**YOUR GOAL**.
Read through the records below and copy each line that uses the word "stored".

**AVAILABLE RECORDS**.
::::::::::

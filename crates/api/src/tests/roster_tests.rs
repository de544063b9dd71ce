// Copyright (C) 2026 The Volley Stats Contributors
// Use of this source code is governed by an MIT-style
// license that can be found in the LICENSE file or at
// https://opensource.org/licenses/MIT.

use volley_stats_domain::{Player, Position, Team};
use volley_stats_persistence::Persistence;

use crate::tests::helpers::{Harness, create_harness};
use crate::{
    AddPlayerRequest, ApiError, CreateTeamRequest, ListPlayersResponse, ListTeamsResponse,
    UpdatePlayerRequest, add_player, assign_player_to_team, create_team, list_players,
    list_teams, team_players, try_update_player, update_player,
};

fn new_player(name: &str, jersey_number: Option<i32>) -> AddPlayerRequest {
    AddPlayerRequest {
        name: String::from(name),
        jersey_number,
        position: None,
        team_id: None,
    }
}

#[test]
fn test_create_team_trims_name() {
    let mut persistence: Persistence = Persistence::new_in_memory().unwrap();

    let team: Team = create_team(
        &mut persistence,
        &CreateTeamRequest {
            name: String::from("  Falcons  "),
        },
    )
    .unwrap();

    assert_eq!(team.name, "Falcons");
    let listed: ListTeamsResponse = list_teams(&mut persistence).unwrap();
    assert_eq!(listed.teams, vec![team]);
}

#[test]
fn test_create_team_rejects_empty_name() {
    let mut persistence: Persistence = Persistence::new_in_memory().unwrap();

    let result: Result<Team, ApiError> = create_team(
        &mut persistence,
        &CreateTeamRequest {
            name: String::from("   "),
        },
    );

    assert!(matches!(
        result,
        Err(ApiError::InvalidInput { ref field, .. }) if field == "team_name"
    ));
}

#[test]
fn test_create_team_rejects_duplicate_name() {
    let mut harness: Harness = create_harness();

    let result: Result<Team, ApiError> = create_team(
        &mut harness.persistence,
        &CreateTeamRequest {
            name: String::from("Falcons"),
        },
    );

    assert!(matches!(
        result,
        Err(ApiError::DomainRuleViolation { ref rule, .. }) if rule == "unique_team_name"
    ));
}

#[test]
fn test_add_player_parses_position_and_team() {
    let mut harness: Harness = create_harness();

    let player: Player = harness.persistence.get_player(harness.setter_id).unwrap();

    assert_eq!(player.position, Some(Position::Setter));
    assert_eq!(player.team_id, Some(harness.team_id));
}

#[test]
fn test_duplicate_name_is_rejected() {
    let mut harness: Harness = create_harness();

    let result: Result<i64, ApiError> =
        add_player(&mut harness.persistence, &new_player("Mo", Some(40)));

    assert!(matches!(
        result,
        Err(ApiError::DomainRuleViolation { ref rule, .. }) if rule == "unique_player_name"
    ));
}

#[test]
fn test_duplicate_jersey_number_is_rejected() {
    let mut harness: Harness = create_harness();

    let result: Result<i64, ApiError> =
        add_player(&mut harness.persistence, &new_player("Noa", Some(7)));

    assert!(matches!(
        result,
        Err(ApiError::DomainRuleViolation { ref rule, .. }) if rule == "unique_jersey_number"
    ));
}

#[test]
fn test_players_without_jersey_numbers_do_not_collide() {
    let mut harness: Harness = create_harness();

    add_player(&mut harness.persistence, &new_player("Noa", None)).unwrap();
    add_player(&mut harness.persistence, &new_player("Ivy", None)).unwrap();

    let everyone: ListPlayersResponse = list_players(&mut harness.persistence).unwrap();
    assert_eq!(everyone.players.len(), 5);
}

#[test]
fn test_invalid_player_input() {
    let mut harness: Harness = create_harness();

    let bad_number: Result<i64, ApiError> =
        add_player(&mut harness.persistence, &new_player("Noa", Some(100)));
    assert!(matches!(
        bad_number,
        Err(ApiError::InvalidInput { ref field, .. }) if field == "jersey_number"
    ));

    let bad_position: Result<i64, ApiError> = add_player(
        &mut harness.persistence,
        &AddPlayerRequest {
            position: Some(String::from("goalkeeper")),
            ..new_player("Noa", None)
        },
    );
    assert!(matches!(
        bad_position,
        Err(ApiError::InvalidInput { ref field, .. }) if field == "position"
    ));

    let unknown_team: Result<i64, ApiError> = add_player(
        &mut harness.persistence,
        &AddPlayerRequest {
            team_id: Some(999),
            ..new_player("Noa", None)
        },
    );
    assert!(matches!(
        unknown_team,
        Err(ApiError::ResourceNotFound { .. })
    ));
}

#[test]
fn test_saving_unchanged_player_is_accepted() {
    let mut harness: Harness = create_harness();

    let accepted: bool = update_player(
        &mut harness.persistence,
        &UpdatePlayerRequest {
            player_id: harness.setter_id,
            name: String::from("Mo"),
            jersey_number: Some(7),
            position: Some(String::from("Setter")),
        },
    );

    assert!(accepted);
}

#[test]
fn test_update_player_to_taken_name_is_rejected() {
    let mut harness: Harness = create_harness();

    let accepted: bool = update_player(
        &mut harness.persistence,
        &UpdatePlayerRequest {
            player_id: harness.attacker_id,
            name: String::from("Mo"),
            jersey_number: Some(12),
            position: None,
        },
    );

    assert!(!accepted);
    let unchanged: Player = harness.persistence.get_player(harness.attacker_id).unwrap();
    assert_eq!(unchanged.name, "Kai");
}

#[test]
fn test_update_player_keeps_team() {
    let mut harness: Harness = create_harness();

    try_update_player(
        &mut harness.persistence,
        &UpdatePlayerRequest {
            player_id: harness.attacker_id,
            name: String::from("Kai"),
            jersey_number: Some(21),
            position: Some(String::from("universal")),
        },
    )
    .unwrap();

    let player: Player = harness.persistence.get_player(harness.attacker_id).unwrap();
    assert_eq!(player.jersey_number, Some(21));
    assert_eq!(player.position, Some(Position::Universal));
    assert_eq!(player.team_id, Some(harness.team_id));
}

#[test]
fn test_update_missing_player() {
    let mut harness: Harness = create_harness();

    let result: Result<(), ApiError> = try_update_player(
        &mut harness.persistence,
        &UpdatePlayerRequest {
            player_id: 999,
            name: String::from("Ghost"),
            jersey_number: None,
            position: None,
        },
    );

    assert!(matches!(result, Err(ApiError::ResourceNotFound { .. })));
}

#[test]
fn test_assign_player_moves_between_teams() {
    let mut harness: Harness = create_harness();
    let other_team: Team = create_team(
        &mut harness.persistence,
        &CreateTeamRequest {
            name: String::from("Herons"),
        },
    )
    .unwrap();

    assign_player_to_team(
        &mut harness.persistence,
        harness.opposite_id,
        Some(other_team.team_id),
    )
    .unwrap();

    let home: ListPlayersResponse =
        team_players(&mut harness.persistence, harness.team_id).unwrap();
    let other: ListPlayersResponse =
        team_players(&mut harness.persistence, other_team.team_id).unwrap();
    assert_eq!(home.players.len(), 2);
    assert_eq!(other.players.len(), 1);
    assert_eq!(other.players[0].name, "Lea");

    assign_player_to_team(&mut harness.persistence, harness.opposite_id, None).unwrap();
    let other_after: ListPlayersResponse =
        team_players(&mut harness.persistence, other_team.team_id).unwrap();
    assert!(other_after.players.is_empty());
}

#[test]
fn test_assign_to_unknown_team_or_player() {
    let mut harness: Harness = create_harness();

    let unknown_team: Result<(), ApiError> =
        assign_player_to_team(&mut harness.persistence, harness.setter_id, Some(999));
    assert!(matches!(unknown_team, Err(ApiError::ResourceNotFound { .. })));

    let unknown_player: Result<(), ApiError> =
        assign_player_to_team(&mut harness.persistence, 999, Some(harness.team_id));
    assert!(matches!(
        unknown_player,
        Err(ApiError::ResourceNotFound { .. })
    ));
}
// Copyright (C) 2026 The Volley Stats Contributors
// Use of this source code is governed by an MIT-style
// license that can be found in the LICENSE file or at
// https://opensource.org/licenses/MIT.

#![deny(
    clippy::pedantic,
    clippy::cargo,
    clippy::nursery,
    clippy::style,
    clippy::correctness,
    clippy::all,
    clippy::unwrap_used,
    clippy::expect_used
)]
#![allow(clippy::multiple_crate_versions)]

mod cli;
mod commands;

#[cfg(test)]
mod tests;

use std::io::{self, Write};
use std::path::{Path, PathBuf};

use clap::Parser;
use color_eyre::{Result, eyre::Context};
use tracing::info;
use volley_stats_api::Persistence;

use crate::cli::Args;

/// File name of the database inside the data directory.
const DATABASE_FILE: &str = "stats.db";

fn main() -> Result<()> {
    color_eyre::install()?;
    let args: Args = Args::parse();

    // Logs go to stderr so command output stays clean on stdout.
    tracing_subscriber::fmt()
        .with_env_filter(
            tracing_subscriber::EnvFilter::try_from_default_env()
                .unwrap_or_else(|_| tracing_subscriber::EnvFilter::new("info")),
        )
        .with_writer(io::stderr)
        .init();

    let mut persistence: Persistence = if args.in_memory {
        info!("Using in-memory database");
        Persistence::new_in_memory()?
    } else {
        open_data_dir(&args.data_dir)?
    };

    let stdout: io::Stdout = io::stdout();
    let mut out: io::StdoutLock<'_> = stdout.lock();
    commands::execute(args.command, &mut persistence, &mut out)?;
    out.flush()?;

    Ok(())
}

/// Opens the database inside `data_dir`, creating the directory if needed.
fn open_data_dir(data_dir: &Path) -> Result<Persistence> {
    std::fs::create_dir_all(data_dir)
        .wrap_err_with(|| format!("failed to create data directory {}", data_dir.display()))?;
    let db_path: PathBuf = data_dir.join(DATABASE_FILE);
    info!("Using file-based database at: {}", db_path.display());
    let persistence: Persistence = Persistence::new_with_file(&db_path)
        .wrap_err_with(|| format!("failed to open {}", db_path.display()))?;
    Ok(persistence)
}
impl NewAction {
    /// Validates the action shape and derives its point attribution.
    ///
    /// # Errors
    ///
    /// Returns an error if the result, target or executor do not fit the category.
    pub fn new(
        set_id: i64,
        category: ActionCategory,
        executor: Executor,
        result: Option<ResultCode>,
        target_player_id: Option<i64>,
        point_detail: Option<PointDetail>,
    ) -> Result<Self, DomainError> {
        validate_action_shape(category, executor, result, target_player_id)?;

        Ok(Self {
            set_id,
            category,
            executor,
            result,
            target_player_id,
            point_detail,
            point_for: derive_point_attribution(category, point_detail),
        })
    }

    #[must_use]
    pub const fn set_id(&self) -> i64 {
        self.set_id
    }

    #[must_use]
    pub const fn category(&self) -> ActionCategory {
        self.category
    }

    #[must_use]
    pub const fn executor(&self) -> Executor {
        self.executor
    }

    #[must_use]
    pub const fn result(&self) -> Option<ResultCode> {
        self.result
    }

    #[must_use]
    pub const fn target_player_id(&self) -> Option<i64> {
        self.target_player_id
    }

    #[must_use]
    pub const fn point_detail(&self) -> Option<PointDetail> {
        self.point_detail
    }

    /// The side credited with a point, if any.
    #[must_use]
    pub const fn point_for(&self) -> Option<Side> {
        self.point_for
    }
}

/// A persisted action.
#[derive(Debug, Clone, PartialEq, Eq, Serialize)]
pub struct RecordedAction {
    /// Database identifier; increases with recording order.
    pub action_id: i64,
    /// The owning set.
    pub set_id: i64,
    pub category: ActionCategory,
    pub executor: Executor,
    pub result: Option<ResultCode>,
    /// Intended attacker of a set/assist.
    pub target_player_id: Option<i64>,
    pub point_detail: Option<PointDetail>,
    /// The side credited with a point, if any.
    pub point_for: Option<Side>,
    /// Creation timestamp (`YYYY-MM-DD HH:MM:SS`, UTC).
    pub created_at: String,
}

impl RecordedAction {
    /// Returns the executing player's id, or `None` for team actions.
    #[must_use]
    pub const fn executor_id(&self) -> Option<i64> {
        self.executor.player_id()
    }
}
// Copyright (C) 2026 The Volley Stats Contributors
// Use of this source code is governed by an MIT-style
// license that can be found in the LICENSE file or at
// https://opensource.org/licenses/MIT.

use crate::error::DomainError;
use crate::scoring::Score;
use serde::{Deserialize, Serialize};
use std::str::FromStr;

/// A team. Opponents are stored as placeholder teams holding only a name.
#[derive(Debug, Clone, PartialEq, Eq, Serialize, Deserialize)]
pub struct Team {
    /// The canonical numeric identifier assigned by the database.
    pub team_id: i64,
    /// Unique team name.
    pub name: String,
}

impl Team {
    /// Creates a new `Team`.
    ///
    /// # Arguments
    ///
    /// * `team_id` - The database identifier
    /// * `name` - The team name
    #[must_use]
    pub fn new(team_id: i64, name: &str) -> Self {
        Self {
            team_id,
            name: name.to_string(),
        }
    }
}

/// Court position of a player.
#[derive(Debug, Clone, Copy, PartialEq, Eq, Hash, Serialize, Deserialize)]
pub enum Position {
    Middle,
    Outside,
    Opposite,
    Setter,
    Libero,
    Universal,
}

impl Position {
    /// All positions, in display order.
    pub const ALL: [Self; 6] = [
        Self::Middle,
        Self::Outside,
        Self::Opposite,
        Self::Setter,
        Self::Libero,
        Self::Universal,
    ];

    /// Converts this position to its string representation.
    #[must_use]
    pub const fn as_str(&self) -> &'static str {
        match self {
            Self::Middle => "Middle",
            Self::Outside => "Outside",
            Self::Opposite => "Opposite",
            Self::Setter => "Setter",
            Self::Libero => "Libero",
            Self::Universal => "Universal",
        }
    }
}

impl FromStr for Position {
    type Err = DomainError;

    fn from_str(s: &str) -> Result<Self, Self::Err> {
        let trimmed: &str = s.trim();
        Self::ALL
            .into_iter()
            .find(|position| position.as_str().eq_ignore_ascii_case(trimmed))
            .ok_or_else(|| DomainError::InvalidPosition(s.to_string()))
    }
}

impl std::fmt::Display for Position {
    fn fmt(&self, f: &mut std::fmt::Formatter<'_>) -> std::fmt::Result {
        write!(f, "{}", self.as_str())
    }
}

/// A rostered player.
///
/// A player may be unassigned (`team_id` is `None`). Name and jersey number
/// are each unique across all players; see [`crate::validate_player_unique`].
#[derive(Debug, Clone, PartialEq, Eq, Serialize, Deserialize)]
pub struct Player {
    /// The canonical numeric identifier assigned by the database.
    /// `None` indicates the player has not been persisted yet.
    pub player_id: Option<i64>,
    pub name: String,
    pub jersey_number: Option<i32>,
    pub position: Option<Position>,
    pub team_id: Option<i64>,
}

impl Player {
    /// Creates a new `Player` without a persisted ID.
    ///
    /// # Arguments
    ///
    /// * `name` - The player's name
    /// * `jersey_number` - Optional jersey number
    /// * `position` - Optional court position
    /// * `team_id` - Optional team assignment
    #[must_use]
    pub fn new(
        name: &str,
        jersey_number: Option<i32>,
        position: Option<Position>,
        team_id: Option<i64>,
    ) -> Self {
        Self {
            player_id: None,
            name: name.trim().to_string(),
            jersey_number,
            position,
            team_id,
        }
    }

    /// Creates a `Player` with an existing persisted ID.
    #[must_use]
    pub fn with_id(
        player_id: i64,
        name: &str,
        jersey_number: Option<i32>,
        position: Option<Position>,
        team_id: Option<i64>,
    ) -> Self {
        Self {
            player_id: Some(player_id),
            ..Self::new(name, jersey_number, position, team_id)
        }
    }

    /// Label used in reports: `#7 Mo` or just `Mo` without a jersey number.
    #[must_use]
    pub fn display_name(&self) -> String {
        match self.jersey_number {
            Some(number) => format!("#{number} {}", self.name),
            None => self.name.clone(),
        }
    }
}

/// A match between our (home) team and an opponent.
#[derive(Debug, Clone, PartialEq, Eq, Serialize, Deserialize)]
pub struct Match {
    pub match_id: i64,
    /// When the match was started (`YYYY-MM-DD HH:MM:SS`, UTC).
    pub played_at: String,
    pub home_team_id: i64,
    pub guest_team_id: i64,
}

/// A set within a match, with its stored running score.
#[derive(Debug, Clone, Copy, PartialEq, Eq, Serialize, Deserialize)]
pub struct GameSet {
    pub set_id: i64,
    pub match_id: i64,
    /// Sequential number within the match, starting at 1.
    pub set_number: i32,
    pub score: Score,
}

impl GameSet {
    /// Creates a new `GameSet`.
    #[must_use]
    pub const fn new(set_id: i64, match_id: i64, set_number: i32, score: Score) -> Self {
        Self {
            set_id,
            match_id,
            set_number,
            score,
        }
    }

    /// Returns whether this set's score satisfies the set-end rule.
    #[must_use]
    pub const fn is_over(&self) -> bool {
        self.score.is_set_over()
    }
}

::::::::::

**RESULT OF THE EXERCISE**.
/// A team. Opponents are stored as placeholder teams holding only a name.
/// A set within a match, with its stored running score.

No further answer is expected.